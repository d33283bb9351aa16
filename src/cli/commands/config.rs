//! Config command - show or edit configuration

use super::current_dir;
use crate::cli::args::{ConfigAction, ConfigArgs};
use crate::config::{Config, ConfigManager, LOCAL_CONFIG_FILE};
use crate::error::{RollcacheError, RollcacheResult};
use crate::ui::{self, UiContext};
use std::path::{Path, PathBuf};
use tokio::fs;

/// Template for project-local config
const INIT_TEMPLATE: &str = r#"# rollcache project configuration
# Settings here override your global config (~/.config/rollcache/config.toml)

[middleware]
src = "client"
# mode = "compile"            # compile, polyfill
# dest = "static"             # defaults to src
# prefix = "/assets"
# bundle_extension = ".bundle"
# rebuild = "deps-change"     # deps-change, always, never
# serve = false               # false, "on-compile", true

[bundle]
format = "iife"
# name = "app"
# source_map = false          # false, true, "inline"

[bundler]
# Gets the entry as last argument and {"format", "name", "source_map"} on stdin,
# prints {"modules": [...], "code": "...", "map": ...}
command = ["node", "scripts/bundle.js"]

[minify]
enabled = false
# Reads {"code": "...", "inputMap": ...} on stdin
# command = ["node", "scripts/minify.js"]
"#;

/// Keys accepted by `config set`
const VALID_KEYS: &[&str] = &[
    "general.verbose",
    "general.log_format",
    "middleware.mode",
    "middleware.src",
    "middleware.dest",
    "middleware.cache",
    "middleware.root",
    "middleware.prefix",
    "middleware.bundle_extension",
    "middleware.rebuild",
    "middleware.serve",
    "middleware.content_type",
    "middleware.max_age",
    "bundle.format",
    "bundle.name",
    "bundle.source_map",
    "bundler.command",
    "minify.enabled",
    "minify.command",
];

/// Execute the config command
pub async fn execute(args: ConfigArgs, config: &Config, manager: &ConfigManager) -> RollcacheResult<()> {
    match args.action {
        None | Some(ConfigAction::Show) => show_config(config)?,
        Some(ConfigAction::Path) => show_path(manager)?,
        Some(ConfigAction::Init { force, dir }) => {
            let dir = match dir {
                Some(dir) => dir,
                None => current_dir()?,
            };
            init_config(&dir, force).await?;
        }
        Some(ConfigAction::Set { key, value }) => {
            let path = current_dir()?.join(LOCAL_CONFIG_FILE);
            set_local_value(&path, &key, &value).await?
        }
    }

    Ok(())
}

fn show_config(config: &Config) -> RollcacheResult<()> {
    println!("{}", toml::to_string_pretty(config)?);
    Ok(())
}

fn show_path(manager: &ConfigManager) -> RollcacheResult<()> {
    let cwd = current_dir()?;
    println!("{}", manager.path().display());
    if let Some(local) = ConfigManager::find_local_config(&cwd) {
        println!("{}", local.display());
    }
    Ok(())
}

async fn init_config(dir: &Path, force: bool) -> RollcacheResult<PathBuf> {
    let ctx = UiContext::detect();
    let path = dir.join(LOCAL_CONFIG_FILE);

    if path.exists() && !force {
        return Err(RollcacheError::User(format!(
            "{} already exists. Use --force to overwrite.",
            path.display()
        )));
    }

    fs::create_dir_all(dir)
        .await
        .map_err(|e| RollcacheError::io(format!("creating directory {}", dir.display()), e))?;
    fs::write(&path, INIT_TEMPLATE)
        .await
        .map_err(|e| RollcacheError::io(format!("writing {}", path.display()), e))?;

    ui::step_ok_detail(&ctx, "Created project config", &path.display().to_string());
    Ok(path)
}

async fn set_local_value(path: &Path, key: &str, value: &str) -> RollcacheResult<()> {
    let ctx = UiContext::detect();

    if !VALID_KEYS.contains(&key) {
        ui::step_error_detail(&ctx, "Unknown config key", key);
        ui::remark(&ctx, &format!("Valid keys: {}", VALID_KEYS.join(", ")));
        return Err(RollcacheError::User(format!("Unknown config key: {}", key)));
    }

    // Load existing local config or start with an empty TOML table
    let mut doc: toml::Value = if path.exists() {
        let content = fs::read_to_string(path)
            .await
            .map_err(|e| RollcacheError::io(format!("reading {}", path.display()), e))?;
        content
            .parse()
            .map_err(|e: toml::de::Error| RollcacheError::ConfigInvalid {
                path: path.to_path_buf(),
                reason: e.to_string(),
            })?
    } else {
        toml::Value::Table(toml::map::Map::new())
    };

    set_toml_value(&mut doc, key, parse_value(key, value))?;

    // Reject values the schema would not load
    let _: Config = doc
        .clone()
        .try_into()
        .map_err(|e: toml::de::Error| RollcacheError::User(format!("Invalid value for {}: {}", key, e)))?;

    let content = toml::to_string_pretty(&doc)?;
    fs::write(path, content)
        .await
        .map_err(|e| RollcacheError::io(format!("writing {}", path.display()), e))?;

    ui::step_ok(&ctx, &format!("Set {} = {} in {}", key, value, path.display()));
    Ok(())
}

/// Set a dot-separated key in a TOML value tree, creating intermediate tables as needed
fn set_toml_value(doc: &mut toml::Value, key: &str, value: toml::Value) -> RollcacheResult<()> {
    let (tables, leaf) = key.rsplit_once('.').unwrap_or(("", key));
    let mut current = doc;

    for part in tables.split('.').filter(|p| !p.is_empty()) {
        current = current
            .as_table_mut()
            .ok_or_else(|| RollcacheError::User(format!("Expected table at key: {}", part)))?
            .entry(part)
            .or_insert_with(|| toml::Value::Table(toml::map::Map::new()));
    }

    current
        .as_table_mut()
        .ok_or_else(|| RollcacheError::User(format!("Expected table for key: {}", key)))?
        .insert(leaf.to_string(), value);
    Ok(())
}

fn parse_value(key: &str, value: &str) -> toml::Value {
    if key.ends_with(".command") {
        return toml::Value::Array(
            value
                .split_whitespace()
                .map(|s| toml::Value::String(s.to_string()))
                .collect(),
        );
    }

    match value {
        "true" => toml::Value::Boolean(true),
        "false" => toml::Value::Boolean(false),
        _ => match value.parse::<i64>() {
            Ok(n) => toml::Value::Integer(n),
            Err(_) => toml::Value::String(value.to_string()),
        },
    }
}

#[cfg(test)]
mod tests {
    use super::*;
    use crate::bundler::ServeMode;
    use crate::cache::RebuildMode;
    use tempfile::TempDir;

    #[test]
    fn template_is_valid_config() {
        let config: Config = toml::from_str(INIT_TEMPLATE).unwrap();
        assert_eq!(config.middleware.src, Some(PathBuf::from("client")));
        assert_eq!(config.bundler.command, ["node", "scripts/bundle.js"]);
    }

    #[tokio::test]
    async fn init_creates_config() {
        let temp = TempDir::new().unwrap();

        let path = init_config(temp.path(), false).await.unwrap();

        let content = std::fs::read_to_string(path).unwrap();
        assert!(content.contains("[middleware]"));
        assert!(content.contains("[bundler]"));
    }

    #[tokio::test]
    async fn init_refuses_overwrite_without_force() {
        let temp = TempDir::new().unwrap();
        std::fs::write(temp.path().join(LOCAL_CONFIG_FILE), "existing").unwrap();

        let err = init_config(temp.path(), false).await.unwrap_err();
        assert!(err.to_string().contains("already exists"));

        init_config(temp.path(), true).await.unwrap();
        let content = std::fs::read_to_string(temp.path().join(LOCAL_CONFIG_FILE)).unwrap();
        assert!(content.contains("[middleware]"));
    }

    #[tokio::test]
    async fn set_writes_typed_values() {
        let temp = TempDir::new().unwrap();
        let path = temp.path().join(LOCAL_CONFIG_FILE);

        set_local_value(&path, "middleware.rebuild", "always").await.unwrap();
        set_local_value(&path, "middleware.serve", "true").await.unwrap();
        set_local_value(&path, "bundler.command", "node bundle.js").await.unwrap();

        let config: Config = toml::from_str(&std::fs::read_to_string(&path).unwrap()).unwrap();
        assert_eq!(config.middleware.rebuild, RebuildMode::Always);
        assert_eq!(config.middleware.serve, Some(ServeMode::Always));
        assert_eq!(config.bundler.command, ["node", "bundle.js"]);
    }

    #[tokio::test]
    async fn set_rejects_unknown_keys_and_bad_values() {
        let temp = TempDir::new().unwrap();
        let path = temp.path().join(LOCAL_CONFIG_FILE);

        assert!(set_local_value(&path, "middleware.colour", "red").await.is_err());
        assert!(set_local_value(&path, "middleware.rebuild", "sometimes").await.is_err());
        assert!(!path.exists());
    }
}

....................

▶ Assignment
Whenever a line in the preceding entries includes the word "scripts", count it, and state the total alone.

▶ Worked solution
3